# Problem
Lines with the word "ReservationStatus" in them must be copied from the records below.

# Records from a collection
* * *

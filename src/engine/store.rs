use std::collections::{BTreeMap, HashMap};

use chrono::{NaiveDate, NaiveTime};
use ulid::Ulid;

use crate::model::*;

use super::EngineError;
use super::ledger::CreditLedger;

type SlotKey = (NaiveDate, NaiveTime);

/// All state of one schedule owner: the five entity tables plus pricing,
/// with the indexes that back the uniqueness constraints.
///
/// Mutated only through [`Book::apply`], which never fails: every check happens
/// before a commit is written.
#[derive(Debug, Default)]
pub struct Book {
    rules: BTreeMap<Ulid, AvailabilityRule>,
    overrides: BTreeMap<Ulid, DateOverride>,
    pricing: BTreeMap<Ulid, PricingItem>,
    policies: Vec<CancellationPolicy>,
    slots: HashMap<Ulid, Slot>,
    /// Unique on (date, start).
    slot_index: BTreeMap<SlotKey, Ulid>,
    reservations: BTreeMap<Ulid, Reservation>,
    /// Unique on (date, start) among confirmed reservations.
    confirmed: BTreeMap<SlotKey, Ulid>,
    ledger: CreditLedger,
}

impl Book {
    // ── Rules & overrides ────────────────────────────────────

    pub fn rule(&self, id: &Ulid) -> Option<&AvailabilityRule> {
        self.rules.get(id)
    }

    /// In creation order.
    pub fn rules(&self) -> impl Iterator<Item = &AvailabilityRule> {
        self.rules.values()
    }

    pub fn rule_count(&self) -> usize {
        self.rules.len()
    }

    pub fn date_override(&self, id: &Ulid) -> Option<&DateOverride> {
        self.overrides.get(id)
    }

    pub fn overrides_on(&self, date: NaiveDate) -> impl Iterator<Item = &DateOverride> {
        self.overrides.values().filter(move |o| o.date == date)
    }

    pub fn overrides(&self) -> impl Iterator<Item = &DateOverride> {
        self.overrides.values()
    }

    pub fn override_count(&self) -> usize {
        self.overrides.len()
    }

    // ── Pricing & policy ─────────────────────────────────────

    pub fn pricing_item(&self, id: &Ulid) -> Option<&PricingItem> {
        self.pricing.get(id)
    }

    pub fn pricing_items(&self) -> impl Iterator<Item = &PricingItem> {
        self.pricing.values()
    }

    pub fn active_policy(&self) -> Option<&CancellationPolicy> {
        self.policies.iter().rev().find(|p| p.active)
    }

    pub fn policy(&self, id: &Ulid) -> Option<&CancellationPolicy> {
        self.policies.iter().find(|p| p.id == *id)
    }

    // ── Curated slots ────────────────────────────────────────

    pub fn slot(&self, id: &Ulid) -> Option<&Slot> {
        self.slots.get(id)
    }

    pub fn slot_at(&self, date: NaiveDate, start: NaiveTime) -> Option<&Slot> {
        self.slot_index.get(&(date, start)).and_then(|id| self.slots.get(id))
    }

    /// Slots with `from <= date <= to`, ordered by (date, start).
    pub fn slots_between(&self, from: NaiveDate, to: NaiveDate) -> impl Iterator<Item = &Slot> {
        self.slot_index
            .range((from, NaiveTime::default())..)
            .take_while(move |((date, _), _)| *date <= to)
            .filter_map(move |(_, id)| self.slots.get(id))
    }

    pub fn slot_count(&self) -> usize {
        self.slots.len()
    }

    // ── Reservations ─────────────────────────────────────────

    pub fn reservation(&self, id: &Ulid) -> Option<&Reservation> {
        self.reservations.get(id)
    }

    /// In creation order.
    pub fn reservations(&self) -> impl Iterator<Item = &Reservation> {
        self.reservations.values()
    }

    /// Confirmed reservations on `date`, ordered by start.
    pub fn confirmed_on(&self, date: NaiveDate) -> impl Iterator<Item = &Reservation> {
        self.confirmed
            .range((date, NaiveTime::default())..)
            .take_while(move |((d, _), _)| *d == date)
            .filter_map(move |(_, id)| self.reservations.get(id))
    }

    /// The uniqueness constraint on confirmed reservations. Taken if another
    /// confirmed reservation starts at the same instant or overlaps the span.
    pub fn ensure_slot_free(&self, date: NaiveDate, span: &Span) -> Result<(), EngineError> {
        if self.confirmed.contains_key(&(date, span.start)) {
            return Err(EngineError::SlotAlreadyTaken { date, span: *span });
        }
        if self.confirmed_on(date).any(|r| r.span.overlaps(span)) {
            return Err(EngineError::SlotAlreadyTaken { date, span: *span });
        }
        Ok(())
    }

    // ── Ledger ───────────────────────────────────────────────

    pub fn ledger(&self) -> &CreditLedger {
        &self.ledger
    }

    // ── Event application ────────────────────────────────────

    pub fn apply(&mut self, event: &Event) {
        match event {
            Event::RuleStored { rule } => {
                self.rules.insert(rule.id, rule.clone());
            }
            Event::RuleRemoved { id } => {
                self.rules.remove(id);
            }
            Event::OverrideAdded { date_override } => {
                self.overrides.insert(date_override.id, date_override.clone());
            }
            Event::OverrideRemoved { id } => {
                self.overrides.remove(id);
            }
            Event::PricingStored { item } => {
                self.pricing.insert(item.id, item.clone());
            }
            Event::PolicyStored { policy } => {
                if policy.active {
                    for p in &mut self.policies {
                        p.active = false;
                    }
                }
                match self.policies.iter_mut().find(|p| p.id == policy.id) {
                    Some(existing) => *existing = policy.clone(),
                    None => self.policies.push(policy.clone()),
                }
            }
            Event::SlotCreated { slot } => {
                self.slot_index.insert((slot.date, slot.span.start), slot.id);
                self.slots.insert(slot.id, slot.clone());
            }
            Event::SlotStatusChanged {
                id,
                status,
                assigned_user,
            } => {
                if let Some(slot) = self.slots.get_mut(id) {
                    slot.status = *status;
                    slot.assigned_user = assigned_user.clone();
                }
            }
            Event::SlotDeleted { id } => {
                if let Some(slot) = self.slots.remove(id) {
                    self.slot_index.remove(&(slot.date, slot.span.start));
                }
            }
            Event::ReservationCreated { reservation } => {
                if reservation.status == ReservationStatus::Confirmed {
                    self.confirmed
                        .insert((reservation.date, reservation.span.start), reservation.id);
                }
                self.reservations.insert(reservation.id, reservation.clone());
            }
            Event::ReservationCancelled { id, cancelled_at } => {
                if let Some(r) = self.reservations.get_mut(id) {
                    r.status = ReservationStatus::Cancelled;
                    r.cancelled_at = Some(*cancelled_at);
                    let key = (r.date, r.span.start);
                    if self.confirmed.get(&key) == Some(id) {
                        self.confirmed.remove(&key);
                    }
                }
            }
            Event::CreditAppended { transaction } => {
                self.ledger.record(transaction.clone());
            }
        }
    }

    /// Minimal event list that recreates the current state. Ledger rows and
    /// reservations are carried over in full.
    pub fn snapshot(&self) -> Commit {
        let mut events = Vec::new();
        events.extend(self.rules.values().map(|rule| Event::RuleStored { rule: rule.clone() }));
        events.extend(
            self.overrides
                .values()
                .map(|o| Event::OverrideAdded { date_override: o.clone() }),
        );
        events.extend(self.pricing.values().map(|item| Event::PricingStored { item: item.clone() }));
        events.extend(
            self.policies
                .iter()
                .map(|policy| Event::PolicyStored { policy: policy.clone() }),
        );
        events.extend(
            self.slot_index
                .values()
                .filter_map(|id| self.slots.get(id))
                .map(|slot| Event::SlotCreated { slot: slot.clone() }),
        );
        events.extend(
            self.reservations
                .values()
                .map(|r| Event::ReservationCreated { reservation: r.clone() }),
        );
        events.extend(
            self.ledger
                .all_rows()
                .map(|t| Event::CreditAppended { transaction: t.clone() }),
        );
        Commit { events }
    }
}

* * *

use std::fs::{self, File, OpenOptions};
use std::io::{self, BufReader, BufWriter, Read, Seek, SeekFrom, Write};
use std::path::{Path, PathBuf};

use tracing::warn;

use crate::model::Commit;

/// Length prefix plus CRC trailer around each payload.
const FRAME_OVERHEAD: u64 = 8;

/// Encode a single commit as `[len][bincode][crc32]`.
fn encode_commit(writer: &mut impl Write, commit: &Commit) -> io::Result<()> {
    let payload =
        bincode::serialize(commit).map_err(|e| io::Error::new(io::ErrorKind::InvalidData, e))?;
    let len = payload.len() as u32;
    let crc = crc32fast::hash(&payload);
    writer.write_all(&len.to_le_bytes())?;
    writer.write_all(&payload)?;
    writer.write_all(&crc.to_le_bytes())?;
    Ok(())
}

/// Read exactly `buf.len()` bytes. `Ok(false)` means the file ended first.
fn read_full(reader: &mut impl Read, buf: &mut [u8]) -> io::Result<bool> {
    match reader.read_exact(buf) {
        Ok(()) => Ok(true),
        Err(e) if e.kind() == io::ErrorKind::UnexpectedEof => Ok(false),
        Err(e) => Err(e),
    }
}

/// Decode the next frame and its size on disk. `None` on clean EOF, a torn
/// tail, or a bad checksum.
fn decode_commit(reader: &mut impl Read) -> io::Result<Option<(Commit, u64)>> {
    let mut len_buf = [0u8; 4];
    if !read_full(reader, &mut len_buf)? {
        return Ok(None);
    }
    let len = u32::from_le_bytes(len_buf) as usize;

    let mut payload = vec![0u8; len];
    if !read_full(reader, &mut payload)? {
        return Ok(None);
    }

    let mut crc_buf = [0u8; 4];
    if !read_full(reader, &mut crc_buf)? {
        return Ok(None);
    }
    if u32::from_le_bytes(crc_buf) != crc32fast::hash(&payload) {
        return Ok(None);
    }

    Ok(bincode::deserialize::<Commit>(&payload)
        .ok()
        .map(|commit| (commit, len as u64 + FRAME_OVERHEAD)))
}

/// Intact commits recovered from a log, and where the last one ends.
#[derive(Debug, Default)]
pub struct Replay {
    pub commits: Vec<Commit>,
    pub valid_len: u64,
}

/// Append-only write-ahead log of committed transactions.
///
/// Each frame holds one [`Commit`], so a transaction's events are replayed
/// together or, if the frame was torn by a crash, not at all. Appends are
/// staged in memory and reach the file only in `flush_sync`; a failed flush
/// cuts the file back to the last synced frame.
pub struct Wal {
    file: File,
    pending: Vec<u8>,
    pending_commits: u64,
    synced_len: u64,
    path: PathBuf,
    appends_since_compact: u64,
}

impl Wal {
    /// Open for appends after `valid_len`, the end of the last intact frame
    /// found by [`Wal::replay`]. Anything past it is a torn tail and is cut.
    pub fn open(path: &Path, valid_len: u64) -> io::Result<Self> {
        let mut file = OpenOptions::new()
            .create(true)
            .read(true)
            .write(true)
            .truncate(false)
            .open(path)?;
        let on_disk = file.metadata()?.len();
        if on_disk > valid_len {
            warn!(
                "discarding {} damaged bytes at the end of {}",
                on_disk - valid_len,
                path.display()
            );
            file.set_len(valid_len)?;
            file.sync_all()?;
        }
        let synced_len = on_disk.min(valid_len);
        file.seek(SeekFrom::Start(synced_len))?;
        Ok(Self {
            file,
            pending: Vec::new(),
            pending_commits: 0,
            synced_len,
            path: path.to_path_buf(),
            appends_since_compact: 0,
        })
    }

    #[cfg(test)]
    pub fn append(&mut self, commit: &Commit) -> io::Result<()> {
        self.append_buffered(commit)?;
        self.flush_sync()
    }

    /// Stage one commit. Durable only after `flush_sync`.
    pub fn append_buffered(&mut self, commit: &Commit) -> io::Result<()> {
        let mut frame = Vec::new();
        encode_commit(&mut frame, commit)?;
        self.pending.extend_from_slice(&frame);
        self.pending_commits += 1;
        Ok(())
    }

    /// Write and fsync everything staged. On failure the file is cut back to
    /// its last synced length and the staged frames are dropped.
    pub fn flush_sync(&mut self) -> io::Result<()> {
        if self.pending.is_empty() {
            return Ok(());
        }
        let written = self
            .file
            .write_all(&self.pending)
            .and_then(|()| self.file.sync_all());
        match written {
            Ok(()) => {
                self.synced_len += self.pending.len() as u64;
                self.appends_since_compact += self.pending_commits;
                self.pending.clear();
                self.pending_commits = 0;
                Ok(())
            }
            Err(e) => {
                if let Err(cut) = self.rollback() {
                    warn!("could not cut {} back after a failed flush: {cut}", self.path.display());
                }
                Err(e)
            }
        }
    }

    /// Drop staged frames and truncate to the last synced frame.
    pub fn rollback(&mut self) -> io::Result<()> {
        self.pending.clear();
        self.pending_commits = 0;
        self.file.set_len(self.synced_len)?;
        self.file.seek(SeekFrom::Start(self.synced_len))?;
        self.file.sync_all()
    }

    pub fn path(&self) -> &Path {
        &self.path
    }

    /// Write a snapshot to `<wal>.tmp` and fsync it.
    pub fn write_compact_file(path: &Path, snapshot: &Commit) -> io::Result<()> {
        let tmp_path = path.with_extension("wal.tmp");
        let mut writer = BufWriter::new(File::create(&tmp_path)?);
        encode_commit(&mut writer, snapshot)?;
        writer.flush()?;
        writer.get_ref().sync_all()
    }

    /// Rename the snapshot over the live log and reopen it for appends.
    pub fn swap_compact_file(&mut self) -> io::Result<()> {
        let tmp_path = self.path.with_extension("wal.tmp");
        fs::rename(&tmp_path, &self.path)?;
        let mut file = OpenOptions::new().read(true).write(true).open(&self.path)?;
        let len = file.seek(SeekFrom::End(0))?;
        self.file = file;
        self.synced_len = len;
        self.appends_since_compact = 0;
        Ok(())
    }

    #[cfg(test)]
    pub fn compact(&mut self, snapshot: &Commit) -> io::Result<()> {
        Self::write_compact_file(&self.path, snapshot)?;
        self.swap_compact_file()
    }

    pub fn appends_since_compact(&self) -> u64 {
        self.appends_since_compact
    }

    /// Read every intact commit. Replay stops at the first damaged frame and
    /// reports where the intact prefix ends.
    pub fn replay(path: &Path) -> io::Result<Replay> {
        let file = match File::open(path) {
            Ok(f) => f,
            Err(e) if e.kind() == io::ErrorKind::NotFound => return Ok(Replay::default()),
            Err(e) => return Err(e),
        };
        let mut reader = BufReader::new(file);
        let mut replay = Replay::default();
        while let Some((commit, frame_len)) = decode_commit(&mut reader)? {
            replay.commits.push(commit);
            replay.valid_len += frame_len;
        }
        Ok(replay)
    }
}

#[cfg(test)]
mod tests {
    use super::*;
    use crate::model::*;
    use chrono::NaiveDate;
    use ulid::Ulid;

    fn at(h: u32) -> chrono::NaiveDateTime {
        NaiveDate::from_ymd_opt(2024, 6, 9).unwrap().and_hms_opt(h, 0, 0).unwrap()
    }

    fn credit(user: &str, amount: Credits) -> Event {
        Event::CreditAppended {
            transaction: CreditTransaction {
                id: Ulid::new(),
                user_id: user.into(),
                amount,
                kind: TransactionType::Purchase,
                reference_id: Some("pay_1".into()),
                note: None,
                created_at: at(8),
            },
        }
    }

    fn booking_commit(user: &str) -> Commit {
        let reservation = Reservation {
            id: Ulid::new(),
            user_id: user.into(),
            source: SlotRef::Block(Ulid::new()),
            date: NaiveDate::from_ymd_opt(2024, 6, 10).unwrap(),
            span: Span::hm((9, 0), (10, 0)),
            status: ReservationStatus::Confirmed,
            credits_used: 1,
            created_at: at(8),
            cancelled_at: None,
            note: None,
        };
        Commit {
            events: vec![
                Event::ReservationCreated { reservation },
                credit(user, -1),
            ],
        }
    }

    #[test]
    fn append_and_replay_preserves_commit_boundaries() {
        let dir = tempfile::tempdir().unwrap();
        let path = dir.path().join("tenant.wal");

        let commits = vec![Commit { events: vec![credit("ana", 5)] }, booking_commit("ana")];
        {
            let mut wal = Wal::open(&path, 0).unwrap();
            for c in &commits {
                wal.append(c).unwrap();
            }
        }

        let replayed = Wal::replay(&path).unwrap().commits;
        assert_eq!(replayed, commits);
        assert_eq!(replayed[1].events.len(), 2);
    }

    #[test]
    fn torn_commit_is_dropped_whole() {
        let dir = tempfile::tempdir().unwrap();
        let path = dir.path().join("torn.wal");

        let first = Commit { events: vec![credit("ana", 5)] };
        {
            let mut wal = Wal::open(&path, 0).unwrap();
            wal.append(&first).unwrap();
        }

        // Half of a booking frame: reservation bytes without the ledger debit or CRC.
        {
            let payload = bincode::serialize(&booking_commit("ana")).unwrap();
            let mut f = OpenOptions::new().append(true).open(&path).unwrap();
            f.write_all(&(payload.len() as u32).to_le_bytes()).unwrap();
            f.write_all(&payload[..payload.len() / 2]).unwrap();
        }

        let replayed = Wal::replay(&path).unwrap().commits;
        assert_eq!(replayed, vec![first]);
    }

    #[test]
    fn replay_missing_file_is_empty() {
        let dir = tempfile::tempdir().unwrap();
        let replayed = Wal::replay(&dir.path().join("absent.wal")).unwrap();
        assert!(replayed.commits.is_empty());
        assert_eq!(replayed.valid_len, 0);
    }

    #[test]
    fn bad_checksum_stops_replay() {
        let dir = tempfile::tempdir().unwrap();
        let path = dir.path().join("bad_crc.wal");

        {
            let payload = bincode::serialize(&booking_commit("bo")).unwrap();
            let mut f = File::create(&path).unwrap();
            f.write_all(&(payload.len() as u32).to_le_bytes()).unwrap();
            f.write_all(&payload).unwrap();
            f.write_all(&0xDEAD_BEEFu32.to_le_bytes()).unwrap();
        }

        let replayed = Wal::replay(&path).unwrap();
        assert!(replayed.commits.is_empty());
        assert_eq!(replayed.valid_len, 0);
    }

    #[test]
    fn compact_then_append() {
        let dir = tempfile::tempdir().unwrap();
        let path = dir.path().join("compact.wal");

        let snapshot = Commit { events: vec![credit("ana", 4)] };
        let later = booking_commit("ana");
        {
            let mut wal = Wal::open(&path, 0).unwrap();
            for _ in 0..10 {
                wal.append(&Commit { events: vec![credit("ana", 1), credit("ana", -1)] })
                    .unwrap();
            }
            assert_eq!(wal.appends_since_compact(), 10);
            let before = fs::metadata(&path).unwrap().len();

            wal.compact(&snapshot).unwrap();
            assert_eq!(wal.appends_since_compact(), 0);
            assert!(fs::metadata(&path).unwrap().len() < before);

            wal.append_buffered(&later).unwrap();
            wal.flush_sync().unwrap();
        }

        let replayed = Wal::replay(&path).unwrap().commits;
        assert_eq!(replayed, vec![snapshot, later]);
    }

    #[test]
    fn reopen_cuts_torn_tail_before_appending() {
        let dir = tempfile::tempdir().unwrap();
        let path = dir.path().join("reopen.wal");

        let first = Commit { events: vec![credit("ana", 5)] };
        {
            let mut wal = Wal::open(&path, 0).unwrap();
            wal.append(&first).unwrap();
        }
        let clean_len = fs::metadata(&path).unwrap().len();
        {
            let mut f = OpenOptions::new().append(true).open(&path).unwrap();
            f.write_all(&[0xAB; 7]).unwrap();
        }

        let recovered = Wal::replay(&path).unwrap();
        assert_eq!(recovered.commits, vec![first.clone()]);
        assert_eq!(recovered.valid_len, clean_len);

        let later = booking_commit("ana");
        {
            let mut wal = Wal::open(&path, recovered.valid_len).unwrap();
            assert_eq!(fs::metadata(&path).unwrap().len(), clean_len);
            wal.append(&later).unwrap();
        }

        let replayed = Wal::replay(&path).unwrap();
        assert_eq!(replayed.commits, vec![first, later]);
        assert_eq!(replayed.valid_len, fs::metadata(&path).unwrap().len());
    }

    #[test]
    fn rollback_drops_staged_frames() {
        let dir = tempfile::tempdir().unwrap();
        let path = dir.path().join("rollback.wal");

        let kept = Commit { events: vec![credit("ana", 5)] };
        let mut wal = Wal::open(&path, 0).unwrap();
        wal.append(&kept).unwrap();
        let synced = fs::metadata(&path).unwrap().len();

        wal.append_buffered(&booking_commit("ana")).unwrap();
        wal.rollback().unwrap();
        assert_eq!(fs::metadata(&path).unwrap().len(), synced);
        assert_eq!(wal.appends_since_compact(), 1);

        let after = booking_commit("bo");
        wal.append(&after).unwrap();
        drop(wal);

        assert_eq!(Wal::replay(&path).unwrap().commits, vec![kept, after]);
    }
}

* * *

# Solution for this exercise
                if reservation.status == ReservationStatus::Confirmed {
                    r.status = ReservationStatus::Cancelled;
            status: ReservationStatus::Confirmed,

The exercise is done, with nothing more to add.